'); } -->
RALEIGH -- Four fatal shootings in Raleigh this month pushed the number of homicides in the city this year to 15 -- nearly twice as many as the city experienced over the same period last year.
Police are looking for suspects in three of the cases. No suspect has been named in the fourth. Police also are investigating two deaths over the weekend that could add to the total.
Police spokesman Jim Sughrue cautioned against drawing any conclusions.

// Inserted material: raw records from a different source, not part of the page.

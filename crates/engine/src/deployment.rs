//! End-to-end chart deployment scenarios.
//!
//! Each scenario provisions its own namespace and release and tears them down
//! in reverse order: tunnel, release, namespace. Teardown runs on success
//! through the async `down` calls and on any early return through the
//! managers' `Drop`. With `chart.persist` set nothing is torn down.

use std::path::{Path, PathBuf};

use chartcheck_core::HarnessConfig;
use chartcheck_core::random::unique_name;
use chartcheck_k8s::namespace::create_namespace;
use chartcheck_k8s::readiness::wait_until_service_available;
use chartcheck_k8s::secrets::{attach_pull_secret, copy_secret};
use chartcheck_k8s::tunnel::create_tunnel_from_service;
use chartcheck_k8s::{HelmOptions, KubectlClient, KubectlOptions, helm};
use serde::Serialize;
use tracing::{info, info_span, Instrument};

use crate::EngineError;
use crate::services::{
    ENGINE_API_PORT, Edition, SYSTEM_STATUS_SERVICES, api_service_name,
    enterprise_ui_service_name, service_names,
};
use crate::suite::{cli_env, run_tox};
use crate::system_status::verify_engine_system_status;
use crate::values::ui_values;
use crate::verify::{verify_engine_service_health, verify_engine_service_status, verify_enterprise_ui};

/// What a finished scenario provisioned and checked.
#[derive(Debug, Clone, Serialize)]
pub struct DeploymentReport {
    pub scenario: String,
    pub namespace: String,
    pub release: String,
    pub services: Vec<String>,
    pub system_status_checked: bool,
    pub tox_log: Option<PathBuf>,
    pub persisted: bool,
}

fn tox_log_path(artifacts_dir: &str, edition: Edition) -> PathBuf {
    Path::new(artifacts_dir).join(edition.tox_log_name())
}

/// Install the chart for `edition` and verify every engine service.
pub async fn verify_chart_deployment(
    config: &HarnessConfig,
    test_name: &str,
    edition: Edition,
) -> Result<DeploymentReport, EngineError> {
    let namespace = unique_name(test_name);
    let span = info_span!("deployment", edition = %edition, namespace = %namespace);
    run_chart_deployment(config, test_name, edition, namespace)
        .instrument(span)
        .await
}

async fn run_chart_deployment(
    config: &HarnessConfig,
    test_name: &str,
    edition: Edition,
    namespace: String,
) -> Result<DeploymentReport, EngineError> {
    let persist = config.chart.persist;
    let cluster = &config.cluster;
    let base = KubectlOptions::from_config(cluster);

    let mut namespace_manager = create_namespace(&base, &namespace).await?;
    if persist {
        namespace_manager.persist();
    }

    copy_secret(&base, &cluster.pull_secret, &cluster.source_namespace, &namespace).await?;
    attach_pull_secret(&base, &namespace, &cluster.pull_secret).await?;
    if edition.is_enterprise() {
        copy_secret(&base, &cluster.license_secret, &cluster.source_namespace, &namespace).await?;
    }

    let scoped = base.with_namespace(&namespace);
    let release = unique_name(test_name);
    let helm_options = HelmOptions::new(scoped.clone()).with_set_values(edition.values(&config.images));
    let mut release_manager = helm::install(helm_options, &config.chart.path, &release).await?;
    if persist {
        release_manager.persist();
    }

    let client = KubectlClient::new(scoped);
    let wait = &config.wait;
    let services = service_names(&release);
    for (component, service) in &services {
        wait_until_service_available(&client, service, wait.service_retries, wait.sleep()).await?;
        if service.contains("api") {
            verify_engine_service_status(&client, service, wait).await?;
        } else if wait.check_component_health {
            verify_engine_service_health(&client, service, wait).await?;
        }
        info!(component, service = %service, "service verified");
    }

    let api = api_service_name(&release);
    let mut tunnel = create_tunnel_from_service(&client, &api, ENGINE_API_PORT, wait).await?;
    tunnel.forward_port(wait.tunnel_timeout()).await?;
    let env = cli_env(&tunnel.endpoint()?, &config.cli.user, &config.cli.password);

    let system_status_checked = config.suite.system_status;
    if system_status_checked {
        verify_engine_system_status(SYSTEM_STATUS_SERVICES, &env, wait).await?;
    }

    let tox_log = if config.suite.short {
        info!("short mode, skipping tox suite");
        None
    } else {
        let path = tox_log_path(&config.general.artifacts_dir, edition);
        run_tox(&env, &config.suite.tox_args, &path).await?;
        Some(path)
    };

    tunnel.close().await;
    if release_manager.needs_drop() {
        release_manager.down().await?;
    }
    if namespace_manager.needs_drop() {
        namespace_manager.down().await?;
    }

    Ok(DeploymentReport {
        scenario: test_name.to_owned(),
        namespace,
        release,
        services: services.into_values().collect(),
        system_status_checked,
        tox_log,
        persisted: persist,
    })
}

/// Install the chart with enterprise enabled and check the UI landing page.
pub async fn verify_enterprise_ui_deployment(
    config: &HarnessConfig,
    test_name: &str,
) -> Result<DeploymentReport, EngineError> {
    let namespace = unique_name(test_name);
    let span = info_span!("ui_deployment", namespace = %namespace);
    run_ui_deployment(config, test_name, namespace)
        .instrument(span)
        .await
}

async fn run_ui_deployment(
    config: &HarnessConfig,
    test_name: &str,
    namespace: String,
) -> Result<DeploymentReport, EngineError> {
    let persist = config.chart.persist;
    let base = KubectlOptions::from_config(&config.cluster);

    let mut namespace_manager = create_namespace(&base, &namespace).await?;
    if persist {
        namespace_manager.persist();
    }

    let scoped = base.with_namespace(&namespace);
    let release = unique_name(test_name);
    let helm_options = HelmOptions::new(scoped.clone()).with_set_values(ui_values());
    let mut release_manager = helm::install(helm_options, &config.chart.path, &release).await?;
    if persist {
        release_manager.persist();
    }

    let client = KubectlClient::new(scoped);
    let service = enterprise_ui_service_name(&release);
    verify_enterprise_ui(&client, &service, &config.wait).await?;

    if release_manager.needs_drop() {
        release_manager.down().await?;
    }
    if namespace_manager.needs_drop() {
        namespace_manager.down().await?;
    }

    Ok(DeploymentReport {
        scenario: test_name.to_owned(),
        namespace,
        release,
        services: vec![service],
        system_status_checked: false,
        tox_log: None,
        persisted: persist,
    })
}

#[cfg(test)]
mod tests {
    use super::*;

    #[test]
    fn tox_log_lands_in_artifacts_dir() {
        assert_eq!(
            tox_log_path("target/artifacts", Edition::Engine),
            PathBuf::from("target/artifacts/engine_tests.log")
        );
        assert_eq!(
            tox_log_path(".", Edition::Enterprise),
            PathBuf::from("./enterprise_tests.log")
        );
    }

    #[test]
    fn report_serializes_for_json_output() {
        let report = DeploymentReport {
            scenario: "engine-test".to_owned(),
            namespace: "engine-test-a1b2c3".to_owned(),
            release: "engine-test-d4e5f6".to_owned(),
            services: vec!["engine-test-d4e5f6-anchore-engine-api".to_owned()],
            system_status_checked: true,
            tox_log: None,
            persisted: false,
        };
        let json = serde_json::to_value(&report).unwrap();
        assert_eq!(json["namespace"], "engine-test-a1b2c3");
        assert!(json["tox_log"].is_null());
    }
}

"Obviously, the numbers of murders have fluctuated over the years," Sughrue said. "We also know that the first half of the year and the last half of the year can be very different."
But in previous years, the city was not facing a growing gang problem. State officials have blamed gang activity in part for a nearly 9 percent jump in homicides statewide last year.
A sluggish economy also may be behind a rise in robberies, which sometimes turn fatal. Five of the homicides in Raleigh this year stemmed from robberies, police reported.
By this time last year, the city had recorded eight homicides.
The four most recent victims were:
* Corinnie Broadway, a 21-year-old Shaw University sociology student who was shot to death in her apartment at 2124-205 Larson Drive on June 7. Broadway was two months pregnant at the time. Police have charged her boyfriend, Khaleel A Oyeneyin, 22, who remains at large.
* Ryan Nicole Bryant, 21, who was the victim of a driveby shooting June 10 at Blount and East Lee streets. Bryant, mother of a 6-year-old, was shot in the head, police said. The case remains unsolved.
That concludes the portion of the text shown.